I ran the altered Snippet144. It's interesting that 10 years later on a very high end pc, the virtual table takes about the same time, even more: 7090ms. The table now takes 20ms. Is this some kind of Windows task scheduling policy that has never changed?
(In reply to Henno Vermeulen from comment #24) Correction, the virtual tree takes 7090ms. (Virtual tables are very fast in my experience)
I can confirm that the bottleneck is in the OS.SendMessage call of type TVM_INSERTITEM as mentioned in Comment 19. It's in this line in Tree.createItem: hNewItem = OS.SendMessage(handle, OS.TVM_INSERTITEM, 0, tvInsert); Creating 5000 tree items takes 1103ms of which 1024ms is spent in this line of code.

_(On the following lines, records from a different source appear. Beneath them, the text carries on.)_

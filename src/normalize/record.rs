//! Strongly typed trade record produced at the normalization boundary.

use chrono::NaiveDate;
use std::fmt;

#[derive(Debug, Clone, Copy, PartialEq, Eq)]
pub enum TransactionType {
    Buy,
    Sell,
}

impl TransactionType {
    /// Case/whitespace-insensitive parse; `Sale` and `Sell` both map to `Sell`.
    pub fn parse(raw: &str) -> Option<Self> {
        match raw.trim().to_ascii_lowercase().as_str() {
            "buy" => Some(TransactionType::Buy),
            "sale" | "sell" => Some(TransactionType::Sell),
            _ => None,
        }
    }

    pub fn as_str(&self) -> &'static str {
        match self {
            TransactionType::Buy => "Buy",
            TransactionType::Sell => "Sell",
        }
    }
}

impl fmt::Display for TransactionType {
    fn fmt(&self, f: &mut fmt::Formatter<'_>) -> fmt::Result {
        f.write_str(self.as_str())
    }
}

#[derive(Debug, Clone, Copy, PartialEq, Eq)]
pub enum InsiderRole {
    Ceo,
    Cfo,
    Director,
    Officer,
    Other,
}

impl InsiderRole {
    /// Role from free-text relationship; first keyword match wins.
    pub fn from_relationship(text: &str) -> Self {
        let t = text.to_lowercase();
        if t.contains("ceo") {
            InsiderRole::Ceo
        } else if t.contains("cfo") {
            InsiderRole::Cfo
        } else if t.contains("director") {
            InsiderRole::Director
        } else if t.contains("officer") {
            InsiderRole::Officer
        } else {
            InsiderRole::Other
        }
    }

    pub fn as_str(&self) -> &'static str {
        match self {
            InsiderRole::Ceo => "CEO",
            InsiderRole::Cfo => "CFO",
            InsiderRole::Director => "Director",
            InsiderRole::Officer => "Officer",
            InsiderRole::Other => "Other",
        }
    }
}

#[derive(Debug, Clone, PartialEq)]
pub struct TradeRecord {
    pub entity_id: String,
    pub actor_id: Option<String>,
    pub timestamp: NaiveDate,
    pub transaction_type: TransactionType,
    pub shares: f64,
    pub price: f64,
    /// `shares * price`
    pub trade_value: f64,
    pub relationship: Option<String>,
    pub remarks: Option<String>,
}

impl TradeRecord {
    pub fn new(
        entity_id: impl Into<String>,
        timestamp: NaiveDate,
        transaction_type: TransactionType,
        shares: f64,
        price: f64,
    ) -> Self {
        Self {
            entity_id: entity_id.into(),
            actor_id: None,
            timestamp,
            transaction_type,
            shares,
            price,
            trade_value: shares * price,
            relationship: None,
            remarks: None,
        }
    }

    pub fn with_actor(mut self, actor_id: impl Into<String>) -> Self {
        self.actor_id = Some(actor_id.into());
        self
    }

    pub fn with_relationship(mut self, relationship: impl Into<String>) -> Self {
        self.relationship = Some(relationship.into());
        self
    }

    pub fn insider_role(&self) -> Option<InsiderRole> {
        self.relationship.as_deref().map(InsiderRole::from_relationship)
    }
}
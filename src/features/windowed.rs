//! Per-ticker windowed statistics: trailing means, rolling z-score, percentile
//! rank and the unusual-volume flag.
//!
//! Rows are grouped by `entity_id` and stably sorted by `timestamp` inside each
//! group. Trailing windows are time-based, `(t - days, t]`, so sparse history
//! simply contributes fewer points. The output frame is ordered by
//! (entity_id, timestamp, input position).

use super::stats::{average_pct_ranks, mean, quantile_linear, sample_std, trailing_window};
use crate::error::SchemaError;
use crate::table::{names, Column, Frame};
use chrono::NaiveDate;
use std::collections::BTreeMap;
use tracing::debug;

pub const SHORT_WINDOW_DAYS: i64 = 7;
pub const LONG_WINDOW_DAYS: i64 = 30;
pub const UNUSUAL_VOLUME_QUANTILE: f64 = 0.95;

/// Counters for the degenerate cases, all of which produce a missing cell.
#[derive(Debug, Clone, Default, PartialEq, Eq)]
pub struct WindowSummary {
    pub groups: usize,
    pub rows: usize,
    /// Rows whose long window held only the row itself
    pub single_point_windows: usize,
    /// Rows whose long window held ≥ 2 identical values
    pub zero_variance_windows: usize,
    /// Rows whose window statistics overflowed to a non-finite value
    pub non_finite_windows: usize,
    pub unusual_rows: usize,
}

/// Derived values for one row, in group-sorted order.
#[derive(Debug, Clone, PartialEq)]
struct RowStats {
    mean_short: Option<f64>,
    mean_long: Option<f64>,
    zscore: Option<f64>,
    pct_rank: f64,
    unusual: bool,
}

#[derive(Debug, Clone, Default)]
pub struct WindowedStatsEngine;

impl WindowedStatsEngine {
    pub fn new() -> Self {
        Self
    }

    /// Returns a new frame: `frame`'s rows in group order plus the five
    /// statistical columns. Fails before computing anything if `entity_id`,
    /// `timestamp` or `trade_value` is missing, mistyped, or has a null cell.
    pub fn compute(&self, frame: &Frame) -> Result<Frame, SchemaError> {
        self.compute_with_summary(frame).map(|(f, _)| f)
    }

    pub fn compute_with_summary(&self, frame: &Frame) -> Result<(Frame, WindowSummary), SchemaError> {
        let entities = frame.utf8(names::ENTITY_ID)?;
        let dates = frame.date(names::TIMESTAMP)?;
        let values = frame.float64(names::TRADE_VALUE)?;

        let mut groups: BTreeMap<&str, Vec<usize>> = BTreeMap::new();
        for row in 0..frame.height() {
            let entity = entities[row].as_deref().ok_or_else(|| null(names::ENTITY_ID, row))?;
            dates[row].ok_or_else(|| null(names::TIMESTAMP, row))?;
            values[row].ok_or_else(|| null(names::TRADE_VALUE, row))?;
            groups.entry(entity).or_default().push(row);
        }

        let mut summary = WindowSummary {
            groups: groups.len(),
            rows: frame.height(),
            ..WindowSummary::default()
        };
        let mut order = Vec::with_capacity(frame.height());
        let mut stats = Vec::with_capacity(frame.height());

        for (_, mut rows) in groups {
            // stable: equal timestamps keep input order
            rows.sort_by_key(|&r| dates[r]);
            let group_dates: Vec<NaiveDate> = rows.iter().filter_map(|&r| dates[r]).collect();
            let group_values: Vec<f64> = rows.iter().filter_map(|&r| values[r]).collect();
            stats.extend(group_stats(&group_dates, &group_values, &mut summary));
            order.extend(rows);
        }

        let out = frame
            .take(&order)
            .with_column(
                names::TRADE_VALUE_7D_MEAN,
                Column::Float64(stats.iter().map(|s| s.mean_short).collect()),
            )?
            .with_column(
                names::TRADE_VALUE_30D_MEAN,
                Column::Float64(stats.iter().map(|s| s.mean_long).collect()),
            )?
            .with_column(
                names::TRADE_VALUE_ZSCORE,
                Column::Float64(stats.iter().map(|s| s.zscore).collect()),
            )?
            .with_column(
                names::TRADE_VALUE_PCT_RANK,
                Column::Float64(stats.iter().map(|s| Some(s.pct_rank)).collect()),
            )?
            .with_column(
                names::UNUSUAL_VOLUME,
                Column::Int64(stats.iter().map(|s| Some(i64::from(s.unusual))).collect()),
            )?;

        debug!(
            groups = summary.groups,
            rows = summary.rows,
            single_point_windows = summary.single_point_windows,
            zero_variance_windows = summary.zero_variance_windows,
            non_finite_windows = summary.non_finite_windows,
            unusual_rows = summary.unusual_rows,
            "windowed statistics computed"
        );
        Ok((out, summary))
    }
}

fn null(column: &str, row: usize) -> SchemaError {
    SchemaError::NullValue {
        column: column.to_string(),
        row,
    }
}

/// Overflowed sums and quotients become the missing sentinel, never a value.
fn finite(v: f64) -> Option<f64> {
    v.is_finite().then_some(v)
}

/// Statistics for one entity group already sorted by date.
fn group_stats(dates: &[NaiveDate], values: &[f64], summary: &mut WindowSummary) -> Vec<RowStats> {
    let ranks = average_pct_ranks(values);
    // A group always has at least one row, so the threshold exists.
    let threshold = quantile_linear(values, UNUSUAL_VOLUME_QUANTILE).unwrap_or(f64::INFINITY);

    (0..values.len())
        .map(|i| {
            let short = &values[trailing_window(dates, i, SHORT_WINDOW_DAYS)];
            let long = &values[trailing_window(dates, i, LONG_WINDOW_DAYS)];
            let mean_short = finite(mean(short));
            let mean_long = finite(mean(long));

            let zscore = match sample_std(long) {
                None => {
                    summary.single_point_windows += 1;
                    None
                }
                Some(sd) if sd == 0.0 => {
                    summary.zero_variance_windows += 1;
                    None
                }
                Some(sd) => {
                    let z = mean_long
                        .filter(|_| sd.is_finite())
                        .and_then(|mu| finite((values[i] - mu) / sd));
                    if z.is_none() {
                        summary.non_finite_windows += 1;
                    }
                    z
                }
            };

            let unusual = values[i] > threshold;
            if unusual {
                summary.unusual_rows += 1;
            }

            RowStats {
                mean_short,
                mean_long,
                zscore,
                pct_rank: ranks[i],
                unusual,
            }
        })
        .collect()
}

I investigated this deeper and I'm afraid there's not much there can be done except looking for alternatives, such as: - other technology such as Nebula nattable or use Swing's JTree - reduce the number of children per node by adding extra tree nodes. Even putting all items below a single root node seems to help a bit. - reusing the same Tree instead of destroying and rebuilding it. - when using JFace's TreeViewer and setting different input, perhaps the SWT Tree could internally keep existing tree items around and reuse them for the new input instead of destroying + re-adding them Details: The following line in Tree.createItem is the culprit: hNewItem = OS.SendMessage(handle, OS.TVM_INSERTITEM, 0, tvInsert); The tvInsert structure contains a hInsertAfter handle to the item after which the new item is to be inserted. According to MSDN's documentation on TVINSERTSTRUCT https://msdn.microsoft.com/en-us/library/windows/desktop/bb773452(v=vs.85).aspx "Important: Using TVI_LAST to insert an item into a tree-view node that already contains a large number of items can take a long time, causing the application to stop responding until the insert operation completes." So I tried a few alternatives: TVI_ROOT, the previous handle, the first handle, and TVI_FIRST. Using the first handle or TVI_FIRST takes about 10% less time for 5000 nodes and about 30% for 20000 nodes. It is something but not the performance increase I was hoping for. According to this blog http://www.virtualdub.org/blog/pivot/entry.php?id=184 the Win32 tree view internally stores its nodes as a singly-linked list and adding an item to the end takes linear time according to the number of items. It suggests to add nodes in reverse order. When inserting in the front, the time doesn't drastically decrease so there must still be something else going on why the OS call is so slow.
This bug hasn't had any activity in quite some time. Maybe the problem got resolved, was a duplicate of something else, or became less pressing for some reason - or maybe it's still relevant but just hasn't been looked at yet. As such, we're closing this bug. If you have further information on the current state of the bug, please add it and reopen this bug. The information can be, for example, that the problem still occurs, that you still want the feature, that more information is needed, or that the bug is (for whatever reason) no longer relevant. -- The automated Eclipse Genie.